There are three main forces that are creating change that information security strategies need to consider, he said.
First, the world is becoming increasingly data-centric, with a proliferation of devices, services and types of data, including user-generated content and geolocation data, said Charney.
Big data demands a new privacy model that can manage that data, he said, such as requiring anyone getting data from any source to use it only in appropriate ways and be accountable for doing so.
Second, while governments initially took a hands-off approach to the internet, Charney said that over time they become far more active, not only as protectors of the internet and citizens who use the internet, but also as users and exploiters of the net.
This increased activity also raises questions about under what circumstances governments should be allowed access to citizens' data or data linked to cyber crime that is not stored within its borders.
Third, a new type of cyber threat has emerged alongside the traditionally opportunistic threats, that are aimed at everyone and do not target anyone in particular.
These threats, commonly known as advanced persistent threats or APTs, are not necessarily advanced, said Charney, but they are typically carried out by persistent and determined attackers.
This new breed of attackers, he said, is determined to achieve a particular objective and will work at that objective persistently over extended periods of time if necessary.
As Microsoft's TwC group marks its 10th anniversary, it is focusing on these three forces of change and planning to expand operations to tackle the security, privacy and reliability challenges in a new era of cloud and mobile computing, where connections are massively decentralised and distributed.
The next step is to look at the forces for change and figure out how to mitigate the associated risks at scale, Charney told Computer Weekly.
The challenge, he said, is similar to the one set by the memo from Microsoft chairman Bill Gates in 2002 that simply identified trustworthy computing as a key objective.
Microsoft plans to continue its leadership in trustworthy computing by being heavily involved in developing guidance, open standards and tools for managing privacy in a world of big data.
In this regard, the company is already working on several prototypes to enable organisations to share data with partners, but retain control over it and have the ability to change the rules of access.
According to Charney, the world of data presents key challenges in the areas of security, privacy and reliability.
The security challenge is to continue to improve basic hygiene to deal with traditional threats while developing a strategy to deal with persistent and determined adversaries.
Such a strategy, said Charney, would have to supplement traditional threat prevention and incident response with early detection methods and the ability to contain or limit threats.
Containment, he said, is about limiting the damage to only a part of the organisation.

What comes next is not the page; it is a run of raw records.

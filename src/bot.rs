//! The key-desk dialog: issue, list, and revoke VPN keys

use crate::dialog::{DefinitionError, DialogError, StateMachine};
use crate::inventory::ServerKind;
use crate::keys::{KeyBackend, KeyError, UserKey};
use crate::session::{ChatEvent, ChatMeta, ChatUser, Keyboard, OutgoingMessage, SessionContext};
use futures::future::BoxFuture;
use std::sync::Arc;

pub type ChatSession = SessionContext<ChatEvent, ChatMeta>;

const NEW_KEY: &str = "New key";
const MY_KEYS: &str = "My keys";
const MAIN_MENU: &str = "🏠 Main menu";
const DELETE_KEY: &str = "🗑️ Delete a key";
const AMNEZIA: &str = "Amnezia";
const OUTLINE: &str = "Outline";
const CANCEL: &str = "Cancel";

#[derive(Debug, Clone, Copy, PartialEq, Eq, Hash)]
pub enum KeyState {
    Root,
    Start,
    MyKeys,
    DeleteKey,
    NewKey,
    Amnezia,
    Outline,
}

/// Context the key dialog's handlers run against
pub struct KeyDialog {
    session: ChatSession,
    user: ChatUser,
    keys: Arc<dyn KeyBackend>,
}

impl KeyDialog {
    /// Wrap a fresh session; chats without a known sender cannot own keys
    pub fn new(session: ChatSession, keys: Arc<dyn KeyBackend>) -> Result<Self, DialogError> {
        let user = session
            .meta()
            .user
            .clone()
            .ok_or_else(|| DialogError::handler("chat has no sender to issue keys to"))?;
        Ok(Self {
            session: session.with_user_label(user.display_name()),
            user,
            keys,
        })
    }

    /// Context factory for a [`crate::session::DialogWorker`]
    pub fn factory(
        keys: Arc<dyn KeyBackend>,
    ) -> impl Fn(ChatSession) -> Result<Self, DialogError> + Send + Sync + 'static {
        move |session| Self::new(session, Arc::clone(&keys))
    }

    /// Tell the user a key operation failed and go back to the menu
    async fn recover(&self, err: KeyError) -> Result<KeyState, DialogError> {
        tracing::warn!(user = %self.user.display_name(), error = %err, "key operation failed");
        let text = match err {
            KeyError::UnknownServer(_) => "Server not found".to_string(),
            KeyError::Unsupported(kind) => format!("{} is not supported", kind_label(kind)),
            KeyError::NotOwned { .. } => "Key not found".to_string(),
            _ => "Something went wrong, please try again later".to_string(),
        };
        self.session.send(text).await?;
        Ok(KeyState::Start)
    }

    async fn root(&mut self) -> Result<KeyState, DialogError> {
        self.session.send("Hello!").await?;
        Ok(KeyState::Start)
    }

    async fn start(&mut self) -> Result<KeyState, DialogError> {
        let menu = OutgoingMessage::text("Choose an action")
            .with_keyboard(Keyboard::new([[NEW_KEY, MY_KEYS]]));
        let choice = self.session.input(menu).await?;
        Ok(if choice == NEW_KEY {
            KeyState::NewKey
        } else {
            KeyState::MyKeys
        })
    }

    /// The user's keys; `None` once the user has been told why there are none
    async fn own_keys(&self) -> Result<Option<Vec<UserKey>>, DialogError> {
        match self.keys.list_user_keys(&self.user).await {
            Ok(keys) if keys.is_empty() => {
                self.session.send("You have no keys yet").await?;
                Ok(None)
            }
            Ok(keys) => Ok(Some(keys)),
            Err(err) => {
                self.recover(err).await?;
                Ok(None)
            }
        }
    }

    async fn my_keys(&mut self) -> Result<KeyState, DialogError> {
        let Some(keys) = self.own_keys().await? else {
            return Ok(KeyState::Start);
        };

        let listing: Vec<String> = keys.iter().map(describe_key).collect();
        let prompt = OutgoingMessage::text(format!("Your keys:\n{}", listing.join("\n\n")))
            .markdown()
            .with_keyboard(Keyboard::new([[MAIN_MENU, DELETE_KEY]]).resized());

        let choice = self.session.input(prompt).await?;
        Ok(if choice == MAIN_MENU {
            KeyState::Start
        } else {
            KeyState::DeleteKey
        })
    }

    async fn delete_key(&mut self) -> Result<KeyState, DialogError> {
        let Some(keys) = self.own_keys().await? else {
            return Ok(KeyState::Start);
        };

        let rows = std::iter::once(vec![MAIN_MENU.to_string()])
            .chain(keys.iter().map(|k| vec![picker_label(k)]));
        let prompt = OutgoingMessage::text("Which key?").with_keyboard(Keyboard::new(rows));

        let choice = self.session.input(prompt).await?;
        if choice == MAIN_MENU {
            return Ok(KeyState::Start);
        }
        let Some(picked) = keys.iter().find(|k| picker_label(k) == choice) else {
            return Err(DialogError::handler(format!("no key behind option {choice:?}")));
        };

        match self
            .keys
            .delete_key(&picked.server.name, &picked.key.id, &self.user)
            .await
        {
            Ok(()) => {
                self.session.send("Done").await?;
                Ok(KeyState::Start)
            }
            Err(err) => self.recover(err).await,
        }
    }

    async fn new_key(&mut self) -> Result<KeyState, DialogError> {
        let prompt = OutgoingMessage::text("Which protocol?")
            .with_keyboard(Keyboard::new([vec![AMNEZIA, OUTLINE], vec![CANCEL]]).resized());
        let choice = self.session.input(prompt).await?;
        Ok(match choice.as_str() {
            AMNEZIA => KeyState::Amnezia,
            OUTLINE => KeyState::Outline,
            _ => KeyState::Start,
        })
    }

    async fn amnezia(&mut self) -> Result<KeyState, DialogError> {
        self.session.send("Not supported yet").await?;
        Ok(KeyState::Start)
    }

    async fn outline(&mut self) -> Result<KeyState, DialogError> {
        let servers: Vec<String> = match self.keys.servers().await {
            Ok(servers) => servers
                .into_iter()
                .filter(|s| s.kind == ServerKind::Outline)
                .map(|s| s.name)
                .collect(),
            Err(err) => return self.recover(err).await,
        };
        if servers.is_empty() {
            self.session.send("No servers available right now").await?;
            return Ok(KeyState::Start);
        }

        let prompt = OutgoingMessage::text("Which server?")
            .with_keyboard(Keyboard::new(servers.iter().map(|name| [name.as_str()])));
        let choice = self.session.input(prompt).await?;

        match self.keys.create_key(&choice, &self.user).await {
            Ok(issued) => {
                let text = format!(
                    "Server {}\n```{}```",
                    issued.server.name, issued.key.access_url
                );
                self.session
                    .send(OutgoingMessage::text(text).markdown().remove_keyboard())
                    .await?;
                Ok(KeyState::Start)
            }
            Err(err) => self.recover(err).await,
        }
    }
}

fn kind_label(kind: ServerKind) -> &'static str {
    match kind {
        ServerKind::Outline => OUTLINE,
        ServerKind::Amnezia => AMNEZIA,
    }
}

fn describe_key(k: &UserKey) -> String {
    format!(
        "{}\n{} ({})\n```{}```",
        k.key.name, k.server.name, k.server.kind, k.key.access_url
    )
}

/// Button label identifying a key in the deletion picker
fn picker_label(k: &UserKey) -> String {
    format!("{}:{}:{}", k.server.name, k.key.id, k.key.name)
}

fn root(d: &mut KeyDialog) -> BoxFuture<'_, Result<KeyState, DialogError>> {
    Box::pin(d.root())
}

fn start(d: &mut KeyDialog) -> BoxFuture<'_, Result<KeyState, DialogError>> {
    Box::pin(d.start())
}

fn my_keys(d: &mut KeyDialog) -> BoxFuture<'_, Result<KeyState, DialogError>> {
    Box::pin(d.my_keys())
}

fn delete_key(d: &mut KeyDialog) -> BoxFuture<'_, Result<KeyState, DialogError>> {
    Box::pin(d.delete_key())
}

fn new_key(d: &mut KeyDialog) -> BoxFuture<'_, Result<KeyState, DialogError>> {
    Box::pin(d.new_key())
}

fn amnezia(d: &mut KeyDialog) -> BoxFuture<'_, Result<KeyState, DialogError>> {
    Box::pin(d.amnezia())
}

fn outline(d: &mut KeyDialog) -> BoxFuture<'_, Result<KeyState, DialogError>> {
    Box::pin(d.outline())
}

/// The key-desk dialog graph
pub fn key_dialog() -> Result<StateMachine<KeyState, KeyDialog>, DefinitionError> {
    StateMachine::builder(KeyState::Root)
        .state(KeyState::Root, [KeyState::Start], root)
        .state(KeyState::Start, [KeyState::MyKeys, KeyState::NewKey], start)
        .state(KeyState::MyKeys, [KeyState::Start, KeyState::DeleteKey], my_keys)
        .state(KeyState::DeleteKey, [KeyState::Start], delete_key)
        .state(
            KeyState::NewKey,
            [KeyState::Amnezia, KeyState::Outline, KeyState::Start],
            new_key,
        )
        .state(KeyState::Amnezia, [KeyState::Start], amnezia)
        .state(KeyState::Outline, [KeyState::Start], outline)
        .build()
}
//! Parsed lines.

use std::fmt;

use indexmap::IndexMap;

use crate::number::Number;
use crate::word::Word;

/// One fully parsed source line.
///
/// `words` is sorted by execution order (stable, so words sharing an
/// ordering keep their source order). The assignment maps record the
/// last value written to each parameter on the line; the machine state
/// holds the committed values.
#[derive(Debug, Clone, PartialEq, Default)]
pub struct Line {
    /// The `N...` label, if present.
    pub line_number: Option<i64>,

    /// Executable words in canonical execution order.
    pub words: Vec<Word>,

    /// Comment texts in source order, without their delimiters.
    pub comments: Vec<String>,

    /// Numeric parameter assignments; the rightmost write wins.
    pub numeric_assignments: IndexMap<i64, Number>,

    /// Named parameter assignments (extended dialect), keys folded to
    /// lowercase; the rightmost write wins.
    pub named_assignments: IndexMap<String, Number>,
}

/// Renders the line back to G-code text. Comments always come out in
/// parenthesized form, even if they were written with a semicolon.
impl fmt::Display for Line {
    fn fmt(&self, f: &mut fmt::Formatter<'_>) -> fmt::Result {
        let mut parts = Vec::new();
        if let Some(n) = self.line_number {
            parts.push(format!("N{n}"));
        }
        parts.extend(self.words.iter().map(Word::to_string));
        parts.extend(self.comments.iter().map(|c| format!("({c})")));
        f.write_str(&parts.join(" "))
    }
}

#[cfg(test)]
mod tests {
    use super::*;

    #[test]
    fn test_display_empty() {
        assert_eq!(Line::default().to_string(), "");
    }

    #[test]
    fn test_display_full() {
        let line = Line {
            line_number: Some(10),
            words: vec![
                Word::new('G', Number::Int(1), 210),
                Word::new('X', Number::Float(1.5), 999),
            ],
            comments: vec!["hello".into()],
            ..Default::default()
        };
        assert_eq!(line.to_string(), "N10 G1 X1.5 (hello)");
    }

    #[test]
    fn test_assignments_compare_by_content() {
        let mut a = Line::default();
        a.numeric_assignments.insert(1, Number::Int(2));
        let mut b = Line::default();
        b.numeric_assignments.insert(1, Number::Int(2));
        assert_eq!(a, b);
    }
}
//! LinuxCNC tables, see <http://linuxcnc.org/docs/stable/html/gcode/rs274ngc.html>.
//!
//! LinuxCNC accepts all baseline RS274/NGC words except the `G84` and
//! `G87` canned cycles, and adds splines, lathe modes, extra probes and
//! I/O control. The word table below is the merged result; the letter
//! table is shared with the baseline.

use ngc_util::WordInfo;

/// Reference grammar. Differences from the baseline: named parameters
/// (`#<name>`), named parameter assignment, and semicolon comments.
pub(crate) const GRAMMAR: &str = r##"
line < block_delete_character? line_number? (word / comment / parameter_setting / named_parameter_setting)* semicolon_comment? EndOfFile

EndOfFile <- !.

unary_operator < ~([aA][bB][sS] / [aA][cC][oO][sS] / [aA][sS][iI][nN] / [aA][tT][aA][nN]
                 / [cC][oO][sS] / [eE][xX][pP] / [fF][iI][xX] / [fF][uU][pP] / [lL][nN]
                 / [rR][oO][uU][nN][dD] / [sS][iI][nN] / [sS][qQ][rR][tT] / [tT][aA][nN])
l1_operator < ~("+" / "-" / [aA][nN][dD] / [oO][rR] / [xX][oO][rR])
l2_operator < ~("*" / "/")
l3_operator < ~("**")

comment < [(] ~(![)] . )* [)]

semicolon_comment < ";" ~(.*) EndOfFile

block_delete_character <- ~("/")
parameter_setting < "#" integer "=" real_value
named_parameter_setting < "#<" ~(![>] .)+ ">" "=" real_value
line_number < "N" integer
word < ~([a-zA-Z]) word_number

real_value <- (number / expression / parameter_value / unary_operation)

word_number < ~("+" / "-")? real_value

parameter_value <- numeric_parameter / named_parameter
numeric_parameter < "#" (integer / expression)
named_parameter < "#<" ~(![>] .)+ ">"

expression < "[" l1_operation "]"

unary_operation < unary_operator expression
l1_operation < l2_operation (l1_operator l2_operation)*
l2_operation < l3_operation (l2_operator l3_operation)*
l3_operation < operand (l3_operator operand)*
operand < ~("+" / "-")? real_value

number <- float / integer
integer < ~("-"?[0-9 \t]+)
float < ~("-"?[0-9 \t]*"."[0-9 \t]+)
"##;

pub(crate) const WORDS: &[(&str, WordInfo)] = &[
    // Non-modal
    ("G4", WordInfo { name: "Dwell", modal_group: 0, ordering: 100 }),
    ("G10", WordInfo { name: "Coordinate system or tool table data", modal_group: 0, ordering: 190 }),
    ("G28", WordInfo { name: "Go/set predefined position", modal_group: 0, ordering: 190 }),
    ("G30", WordInfo { name: "Go/set predefined position", modal_group: 0, ordering: 190 }),
    ("G52", WordInfo { name: "Local coordinate system offset", modal_group: 0, ordering: 190 }),
    ("G53", WordInfo { name: "Move in machine coordinates", modal_group: 0, ordering: 200 }),
    ("G92", WordInfo { name: "Coordinate system offset", modal_group: 0, ordering: 190 }),
    ("G92.1", WordInfo { name: "Reset G92 offsets", modal_group: 0, ordering: 190 }),
    ("G92.2", WordInfo { name: "Reset G92 offsets", modal_group: 0, ordering: 190 }),
    ("G92.3", WordInfo { name: "Restore G92 offsets", modal_group: 0, ordering: 190 }),
    // GCode modal group 1
    ("G0", WordInfo { name: "Rapid move", modal_group: 1, ordering: 210 }),
    ("G1", WordInfo { name: "Linear move", modal_group: 1, ordering: 210 }),
    ("G2", WordInfo { name: "Clockwise arc", modal_group: 1, ordering: 210 }),
    ("G3", WordInfo { name: "Counterclockwise arc", modal_group: 1, ordering: 210 }),
    ("G5", WordInfo { name: "Cubic spline", modal_group: 1, ordering: 210 }),
    ("G5.1", WordInfo { name: "Quadratic spline", modal_group: 1, ordering: 210 }),
    ("G5.2", WordInfo { name: "NURBS block", modal_group: 1, ordering: 210 }),
    ("G5.3", WordInfo { name: "NURBS block", modal_group: 1, ordering: 210 }),
    ("G33", WordInfo { name: "Spindle synchronized motion", modal_group: 1, ordering: 210 }),
    ("G33.1", WordInfo { name: "Rigid tapping", modal_group: 1, ordering: 210 }),
    ("G38.2", WordInfo { name: "Straight probe (towards piece with alarm)", modal_group: 1, ordering: 210 }),
    ("G38.3", WordInfo { name: "Straight probe (towards piece without alarm)", modal_group: 1, ordering: 210 }),
    ("G38.4", WordInfo { name: "Straight probe (away from piece with alarm)", modal_group: 1, ordering: 210 }),
    ("G38.5", WordInfo { name: "Straight probe (away from piece without alarm)", modal_group: 1, ordering: 210 }),
    ("G73", WordInfo { name: "Drilling cycle with chip breaking", modal_group: 1, ordering: 210 }),
    ("G74", WordInfo { name: "Left-hand tapping cycle, dwell", modal_group: 1, ordering: 210 }),
    ("G76", WordInfo { name: "Threading cycle", modal_group: 1, ordering: 210 }),
    ("G80", WordInfo { name: "Cancel canned cycle", modal_group: 1, ordering: 210 }),
    ("G81", WordInfo { name: "Drilling cycle", modal_group: 1, ordering: 210 }),
    ("G82", WordInfo { name: "Drilling cycle, dwell", modal_group: 1, ordering: 210 }),
    ("G83", WordInfo { name: "Drilling cycle, peck", modal_group: 1, ordering: 210 }),
    ("G85", WordInfo { name: "Boring cycle, feed out", modal_group: 1, ordering: 210 }),
    ("G86", WordInfo { name: "Boring cycle, dwell", modal_group: 1, ordering: 210 }),
    ("G88", WordInfo { name: "Boring cycle, dwell", modal_group: 1, ordering: 210 }),
    ("G89", WordInfo { name: "Boring cycle, dwell", modal_group: 1, ordering: 210 }),
    // GCode modal group 2
    ("G17", WordInfo { name: "Select XY plane", modal_group: 2, ordering: 110 }),
    ("G17.1", WordInfo { name: "Select UV plane", modal_group: 2, ordering: 110 }),
    ("G18", WordInfo { name: "Select ZX plane", modal_group: 2, ordering: 110 }),
    ("G18.1", WordInfo { name: "Select WU plane", modal_group: 2, ordering: 110 }),
    ("G19", WordInfo { name: "Select YZ plane", modal_group: 2, ordering: 110 }),
    ("G19.1", WordInfo { name: "Select VW plane", modal_group: 2, ordering: 110 }),
    // GCode modal group 3
    ("G90", WordInfo { name: "Absolute distance mode", modal_group: 3, ordering: 170 }),
    ("G91", WordInfo { name: "Incremental distance mode", modal_group: 3, ordering: 170 }),
    // GCode modal group 4
    ("G90.1", WordInfo { name: "Arc absolute distance mode", modal_group: 4, ordering: 170 }),
    ("G91.1", WordInfo { name: "Arc incremental distance mode", modal_group: 4, ordering: 170 }),
    // GCode modal group 5
    ("G93", WordInfo { name: "Inverse time mode", modal_group: 5, ordering: 20 }),
    ("G94", WordInfo { name: "Units per minute mode", modal_group: 5, ordering: 20 }),
    ("G95", WordInfo { name: "Units per revolution mode", modal_group: 5, ordering: 20 }),
    // GCode modal group 6
    ("G20", WordInfo { name: "Use inches", modal_group: 6, ordering: 120 }),
    ("G21", WordInfo { name: "Use mm", modal_group: 6, ordering: 120 }),
    // GCode modal group 7
    ("G40", WordInfo { name: "Cutter radius compensation off", modal_group: 7, ordering: 130 }),
    ("G41", WordInfo { name: "Cutter compensation (left of path)", modal_group: 7, ordering: 130 }),
    ("G41.1", WordInfo { name: "Dynamic cutter compensation (left of path)", modal_group: 7, ordering: 130 }),
    ("G42", WordInfo { name: "Cutter compensation (right of path)", modal_group: 7, ordering: 130 }),
    ("G42.1", WordInfo { name: "Dynamic cutter compensation (right of path)", modal_group: 7, ordering: 130 }),
    // GCode modal group 8
    ("G43", WordInfo { name: "Tool length offset", modal_group: 8, ordering: 140 }),
    ("G43.1", WordInfo { name: "Dynamic tool length offset", modal_group: 8, ordering: 140 }),
    ("G43.2", WordInfo { name: "Apply additional tool length offset", modal_group: 8, ordering: 140 }),
    ("G49", WordInfo { name: "Cancel tool length compensation", modal_group: 8, ordering: 140 }),
    // GCode modal group 10
    ("G98", WordInfo { name: "Canned cycle return level", modal_group: 10, ordering: 180 }),
    ("G99", WordInfo { name: "Canned cycle return level", modal_group: 10, ordering: 180 }),
    // GCode modal group 12
    ("G54", WordInfo { name: "Select coordinate system 1", modal_group: 12, ordering: 150 }),
    ("G55", WordInfo { name: "Select coordinate system 2", modal_group: 12, ordering: 150 }),
    ("G56", WordInfo { name: "Select coordinate system 3", modal_group: 12, ordering: 150 }),
    ("G57", WordInfo { name: "Select coordinate system 4", modal_group: 12, ordering: 150 }),
    ("G58", WordInfo { name: "Select coordinate system 5", modal_group: 12, ordering: 150 }),
    ("G59", WordInfo { name: "Select coordinate system 6", modal_group: 12, ordering: 150 }),
    ("G59.1", WordInfo { name: "Select coordinate system 7", modal_group: 12, ordering: 150 }),
    ("G59.2", WordInfo { name: "Select coordinate system 8", modal_group: 12, ordering: 150 }),
    ("G59.3", WordInfo { name: "Select coordinate system 9", modal_group: 12, ordering: 150 }),
    // GCode modal group 13
    ("G61", WordInfo { name: "Exact path mode", modal_group: 13, ordering: 160 }),
    ("G61.1", WordInfo { name: "Exact stop mode", modal_group: 13, ordering: 160 }),
    ("G64", WordInfo { name: "Path blending", modal_group: 13, ordering: 160 }),
    // GCode modal group 14
    ("G96", WordInfo { name: "Spindle constant surface speed mode", modal_group: 14, ordering: 170 }),
    ("G97", WordInfo { name: "Spindle RPM mode", modal_group: 14, ordering: 170 }),
    // GCode modal group 15
    ("G7", WordInfo { name: "Lathe diameter mode", modal_group: 15, ordering: 170 }),
    ("G8", WordInfo { name: "Lathe radius mode", modal_group: 15, ordering: 170 }),
    // MCode modal group 4
    ("M0", WordInfo { name: "Pause", modal_group: 4, ordering: 220 }),
    ("M1", WordInfo { name: "Optional stop", modal_group: 4, ordering: 220 }),
    ("M2", WordInfo { name: "Program end", modal_group: 4, ordering: 220 }),
    ("M30", WordInfo { name: "Program end, exchange pallet shuttles", modal_group: 4, ordering: 220 }),
    // MCode modal group 5
    ("M62", WordInfo { name: "Digital output control", modal_group: 5, ordering: 55 }),
    ("M63", WordInfo { name: "Digital output control", modal_group: 5, ordering: 55 }),
    ("M64", WordInfo { name: "Digital output control", modal_group: 5, ordering: 55 }),
    ("M65", WordInfo { name: "Digital output control", modal_group: 5, ordering: 55 }),
    ("M66", WordInfo { name: "Wait on input", modal_group: 5, ordering: 55 }),
    ("M67", WordInfo { name: "Analog output, synchronized", modal_group: 5, ordering: 55 }),
    ("M68", WordInfo { name: "Analog output, immediate", modal_group: 5, ordering: 55 }),
    // MCode modal group 6
    ("M6", WordInfo { name: "Change tool", modal_group: 6, ordering: 60 }),
    ("M61", WordInfo { name: "Set current tool", modal_group: 6, ordering: 60 }),
    // MCode modal group 7
    ("M3", WordInfo { name: "Spindle clockwise", modal_group: 7, ordering: 70 }),
    ("M4", WordInfo { name: "Spindle counterclockwise", modal_group: 7, ordering: 70 }),
    ("M5", WordInfo { name: "Stop spindle", modal_group: 7, ordering: 70 }),
    // MCode modal group 8
    ("M7", WordInfo { name: "Mist coolant on", modal_group: 8, ordering: 80 }),
    ("M8", WordInfo { name: "Flood coolant on", modal_group: 8, ordering: 80 }),
    ("M9", WordInfo { name: "Coolant off", modal_group: 8, ordering: 80 }),
    // MCode modal group 9
    ("M48", WordInfo { name: "Enable override controls", modal_group: 9, ordering: 90 }),
    ("M49", WordInfo { name: "Disable override controls", modal_group: 9, ordering: 90 }),
    ("M50", WordInfo { name: "Feed override control", modal_group: 9, ordering: 90 }),
    ("M51", WordInfo { name: "Spindle speed override control", modal_group: 9, ordering: 90 }),
    ("M52", WordInfo { name: "Adaptive feed control", modal_group: 9, ordering: 90 }),
    ("M53", WordInfo { name: "Feed stop control", modal_group: 9, ordering: 90 }),
    // MCode modal group 10
    ("M70", WordInfo { name: "Save modal state", modal_group: 10, ordering: 75 }),
    ("M71", WordInfo { name: "Invalidate stored modal state", modal_group: 10, ordering: 75 }),
    ("M72", WordInfo { name: "Restore modal state", modal_group: 10, ordering: 75 }),
];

This could be achieved by each part treating other parts as outsiders rather than trusted insiders.
"In the area of privacy, we need privacy principles that focus on use and accountability. We also have to think about how governments can balance their roles of protectors and users of the internet," he said.
In the reliability area, said Charney, stakeholders need to consider how to use engineering intelligence and big data to understand the dependencies between systems and how to exchange information on how systems are managed and what the ecosystem looks like.
While much has been achieved in the past 10 years, a changing world means there is still much to be done, he said, which will drive the future of Microsoft efforts in trustworthy computing.